The first of StartRocket's space-based ads, shown in a new concept video released by the company last week, could go up by 2021. The ads — a bit like skytyping, only in low-Earth orbit rather than in the atmosphere — would be visible only at night but could be seen from just about anywhere on the planet.
The ads would be created by an array of tiny satellites, each equipped with a reflective sail about 30 feet in diameter. As these "cubesats" orbit at an altitude of about 280 miles, sunlight would reflect off the sails to form luminous words or logos visible from the ground below.

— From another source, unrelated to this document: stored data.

use std::sync::Arc;

use affirm_core::{
  settings::{RefreshMode, SettingKey, Settings, ThemeMode},
  store::RecordStore,
};
use tokio::sync::broadcast;

use crate::{Outcome, events::ChangeEvent, repo::SettingsRepository};

/// Settings use cases. Each successful write publishes
/// [`ChangeEvent::SettingsChanged`] for the field it touched.
pub struct SettingsService<S> {
  settings: SettingsRepository<S>,
  events:   broadcast::Sender<ChangeEvent>,
}

impl<S> Clone for SettingsService<S> {
  fn clone(&self) -> Self {
    Self { settings: self.settings.clone(), events: self.events.clone() }
  }
}

impl<S: RecordStore> SettingsService<S> {
  pub fn new(store: Arc<S>, events: broadcast::Sender<ChangeEvent>) -> Self {
    Self { settings: SettingsRepository::new(store), events }
  }

  pub fn repository(&self) -> &SettingsRepository<S> { &self.settings }

  pub async fn load(&self) -> Outcome<Settings> { Ok(self.settings.load().await?) }

  pub async fn set_theme_mode(&self, value: ThemeMode) -> Outcome<()> {
    self.settings.set_theme_mode(value).await?;
    self.changed(SettingKey::ThemeMode)
  }

  pub async fn set_refresh_mode(&self, value: RefreshMode) -> Outcome<()> {
    self.settings.set_refresh_mode(value).await?;
    self.changed(SettingKey::RefreshMode)
  }

  pub async fn set_language(&self, value: &str) -> Outcome<()> {
    self.settings.set_language(value).await?;
    self.changed(SettingKey::Language)
  }

  pub async fn set_font_size_multiplier(&self, value: f64) -> Outcome<()> {
    self.settings.set_font_size_multiplier(value).await?;
    self.changed(SettingKey::FontSizeMultiplier)
  }

  pub async fn set_widget_rotation_enabled(&self, value: bool) -> Outcome<()> {
    self.settings.set_widget_rotation_enabled(value).await?;
    self.changed(SettingKey::WidgetRotationEnabled)
  }

  pub async fn complete_onboarding(&self) -> Outcome<()> {
    self.settings.set_has_completed_onboarding(true).await?;
    self.changed(SettingKey::HasCompletedOnboarding)
  }

  /// Set a field from its textual form, e.g. `("theme_mode", "dark")`.
  pub async fn set(&self, key: SettingKey, raw: &str) -> Outcome<()> {
    self.settings.set_from_str(key, raw).await?;
    self.changed(key)
  }

  pub async fn reset(&self) -> Outcome<Settings> {
    self.settings.reset_to_defaults().await?;
    let _ = self.events.send(ChangeEvent::SettingsReset);
    Ok(Settings::default())
  }

  fn changed(&self, key: SettingKey) -> Outcome<()> {
    let _ = self.events.send(ChangeEvent::SettingsChanged(key));
    Ok(())
  }
}
//! AES-256-GCM record cipher.
//!
//! Sealed layout: `nonce (12 bytes) || ciphertext || tag (16 bytes)`. A fresh
//! random nonce is drawn per seal. The caller-supplied associated data binds a
//! payload to its storage address, so a record copied under another key fails
//! to open.

use std::fmt;

use aes_gcm::{
  Aes256Gcm, Nonce,
  aead::{Aead, KeyInit, Payload},
};
use rand::{RngCore, rngs::OsRng};
use sha2::{Digest, Sha256};
use zeroize::Zeroizing;

use crate::{Error, Result};

pub const KEY_SIZE: usize = 32;
pub const NONCE_SIZE: usize = 12;
pub const TAG_SIZE: usize = 16;

const FINGERPRINT_DOMAIN: &[u8] = b"affirm-storage-key-fingerprint-v1";

/// Generate a fresh key from the operating system CSPRNG.
pub(crate) fn generate_key() -> Zeroizing<[u8; KEY_SIZE]> {
  let mut key = Zeroizing::new([0u8; KEY_SIZE]);
  OsRng.fill_bytes(&mut key[..]);
  key
}

/// A ready-to-use handle for sealing and opening records.
///
/// Cloning is cheap. Two ciphers are equal iff they were built from the same
/// key material.
#[derive(Clone)]
pub struct Cipher {
  aead:        Aes256Gcm,
  fingerprint: [u8; 32],
}

impl Cipher {
  /// Build a cipher from raw key bytes. Fails unless `key` is 32 bytes.
  pub fn from_key(key: &[u8]) -> Result<Self> {
    let fixed: &[u8; KEY_SIZE] = key
      .try_into()
      .map_err(|_| Error::InvalidKeyLength(key.len()))?;
    Ok(Self::from_fixed(fixed))
  }

  pub(crate) fn from_fixed(key: &[u8; KEY_SIZE]) -> Self {
    let aead = Aes256Gcm::new(key.into());

    let mut hasher = Sha256::new();
    hasher.update(FINGERPRINT_DOMAIN);
    hasher.update(key);

    Self { aead, fingerprint: hasher.finalize().into() }
  }

  /// A cipher over a random key that is never persisted. Data sealed with it
  /// is unrecoverable once the value is dropped.
  pub fn ephemeral() -> Self { Self::from_fixed(&generate_key()) }

  /// Short, non-reversible identifier of the key, safe to display.
  pub fn fingerprint(&self) -> String { hex::encode(&self.fingerprint[..8]) }

  /// Encrypt `plaintext`, binding it to `aad`.
  pub fn seal(&self, aad: &[u8], plaintext: &[u8]) -> Result<Vec<u8>> {
    let mut nonce_bytes = [0u8; NONCE_SIZE];
    OsRng.fill_bytes(&mut nonce_bytes);

    let ciphertext = self
      .aead
      .encrypt(Nonce::from_slice(&nonce_bytes), Payload { msg: plaintext, aad })
      .map_err(|_| Error::Encryption)?;

    let mut sealed = Vec::with_capacity(NONCE_SIZE + ciphertext.len());
    sealed.extend_from_slice(&nonce_bytes);
    sealed.extend_from_slice(&ciphertext);
    Ok(sealed)
  }

  /// Decrypt a payload produced by [`Cipher::seal`] with the same `aad`.
  ///
  /// Any mismatch (wrong key, wrong `aad`, flipped bit) yields
  /// [`Error::Decryption`]; partial plaintext is never returned.
  pub fn open(&self, aad: &[u8], sealed: &[u8]) -> Result<Zeroizing<Vec<u8>>> {
    if sealed.len() < NONCE_SIZE + TAG_SIZE {
      return Err(Error::Truncated(sealed.len()));
    }
    let (nonce_bytes, ciphertext) = sealed.split_at(NONCE_SIZE);

    self
      .aead
      .decrypt(Nonce::from_slice(nonce_bytes), Payload { msg: ciphertext, aad })
      .map(Zeroizing::new)
      .map_err(|_| Error::Decryption)
  }
}

impl PartialEq for Cipher {
  fn eq(&self, other: &Self) -> bool { self.fingerprint == other.fingerprint }
}

impl Eq for Cipher {}

impl fmt::Debug for Cipher {
  fn fmt(&self, f: &mut fmt::Formatter<'_>) -> fmt::Result {
    f.debug_struct("Cipher")
      .field("fingerprint", &self.fingerprint())
      .finish_non_exhaustive()
  }
}
//! Repositories and use cases for the Affirm data core.
//!
//! Everything here is generic over [`affirm_core::store::RecordStore`]; the
//! composition root decides which backend to inject.
//!
//! # Wiring
//!
//! ```rust,ignore
//! let store = Arc::new(SqliteStore::new(path, keys.initialize()?));
//! let (events, _) = affirm_app::events::channel();
//! let affirmations = AffirmationService::new(store.clone(), events.clone());
//! let settings = SettingsService::new(store, events);
//! ```

pub mod error;
pub mod events;
pub mod repo;
pub mod usecase;

pub use error::{Failure, Outcome, ValidationError};
pub use events::ChangeEvent;
pub use usecase::{
  AffirmationService, EditAffirmation, ImportMode, ImportReport, Rejected,
  SettingsService,
};

#[cfg(test)]
mod tests;
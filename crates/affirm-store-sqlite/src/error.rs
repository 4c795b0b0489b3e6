//! Error type for `affirm-store-sqlite`.

use thiserror::Error;

#[derive(Debug, Error)]
pub enum Error {
  /// The store was explicitly closed.
  #[error("store is closed")]
  Closed,

  #[error("database error: {0}")]
  Database(#[source] tokio_rusqlite::Error),

  #[error("json error: {0}")]
  Json(#[from] serde_json::Error),

  /// The payload at `address` failed authentication.
  #[error("could not decrypt record at {address}")]
  Decryption { address: String },

  #[error("cipher error: {0}")]
  Cipher(#[from] affirm_keys::Error),
}

impl From<tokio_rusqlite::Error> for Error {
  fn from(e: tokio_rusqlite::Error) -> Self {
    match e {
      // A handle cloned before `close()` reports this on its next call.
      tokio_rusqlite::Error::ConnectionClosed => Self::Closed,
      other => Self::Database(other),
    }
  }
}

impl From<Error> for affirm_core::Error {
  fn from(e: Error) -> Self {
    match e {
      Error::Closed => Self::StorageClosed,
      Error::Decryption { address } => Self::Decryption(address),
      Error::Json(e) => Self::Serialization(e),
      other => Self::storage(other),
    }
  }
}

pub type Result<T, E = Error> = std::result::Result<T, E>;
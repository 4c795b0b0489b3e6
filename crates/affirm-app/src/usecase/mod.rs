//! The use-case boundary.
//!
//! Every operation returns an [`Outcome`](crate::Outcome) and publishes a
//! [`ChangeEvent`](crate::ChangeEvent) once its writes have committed.

mod affirmations;
mod import;
mod settings;

pub use affirmations::{AffirmationService, EditAffirmation};
pub use import::{ImportMode, ImportReport, Rejected};
pub use settings::SettingsService;

use affirm_core::affirmation::{MAX_TEXT_CHARS, text_len};

use crate::ValidationError;

/// Trim `text` and check it against the length rules.
pub(crate) fn validate_text(text: &str) -> Result<String, ValidationError> {
  let trimmed = text.trim();
  let actual = text_len(trimmed);
  if actual == 0 {
    Err(ValidationError::EmptyText)
  } else if actual > MAX_TEXT_CHARS {
    Err(ValidationError::TooLong { actual, max: MAX_TEXT_CHARS })
  } else {
    Ok(trimmed.to_owned())
  }
}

The company has a prototype cubesat already, and initial tests of space-based advertising could begin early next year, StartRocket CEO Vlad Sitnikov said in an email to NBC News MACH. The company hasn’t revealed details about which rocket would deliver the satellites into orbit or how much it would charge clients to advertise.
Sitnikov said the company’s plan for space-based advertising was inspired by the “disco ball” satellite launched into orbit in January 2018 by the Huntington Beach, California-based firm Rocket Lab. The “Humanity Star” satellite, put into space as an orbiting art project, circled the planet for two months before burning up in the atmosphere as it fell back toward Earth.
Sitnikov said the boldness of the Humanity Star project led him to wonder: “What if we will invent a new media, the first media in orbit?”
Not everyone shares Sitnikov’s enthusiasm for adding to the population of human-made objects in Earth orbit, which includes 1,400 functioning satellites.
“Putting more satellites up there is going to cause more opportunities for collisions, and we don’t want that happening,” said John Crassidis, a professor of mechanical and aerospace engineering at the University at Buffalo. “My biggest issue is that these objects are going to become space junk.”
From defunct satellites and spent rocket parts to wayward tools and an astronaut’s glove, there’s already plenty of orbital debris up there. The U.S. Department of Defense tracks more than 500,000 pieces of space junk in orbit around Earth.
Sitnikov said the cubesats might remain in orbit for up to a year, after which they would be remotely “deorbited” to burn up in the atmosphere. But Crassidis said the risks are too high. “It’s not serving any good purpose outside of advertising,” he said. “I’m not a big fan of this at all.”
StartRocket’s plan could also raise scientific as well as logistical concerns.
“You would find strong responses from the astronomy and science community,” said space law expert Joanne Gabrynowicz, a professor emerita at the University of Mississippi in Oxford. “Scientists will argue that this reflected light interferes with the ability to study the skies. And if it interferes with science, that is harmful.”
Sitnikov, however, is undeterred.
“If you ask about critics of advertising and entertainment in space in general — haters gonna hate,” he said. “We are developing a new medium. In the beginning of television no one loved [ads] at all.”
The U.S. outlawed space-based advertising in 1993, but Gabrynowicz said no such ban is in place in Russia.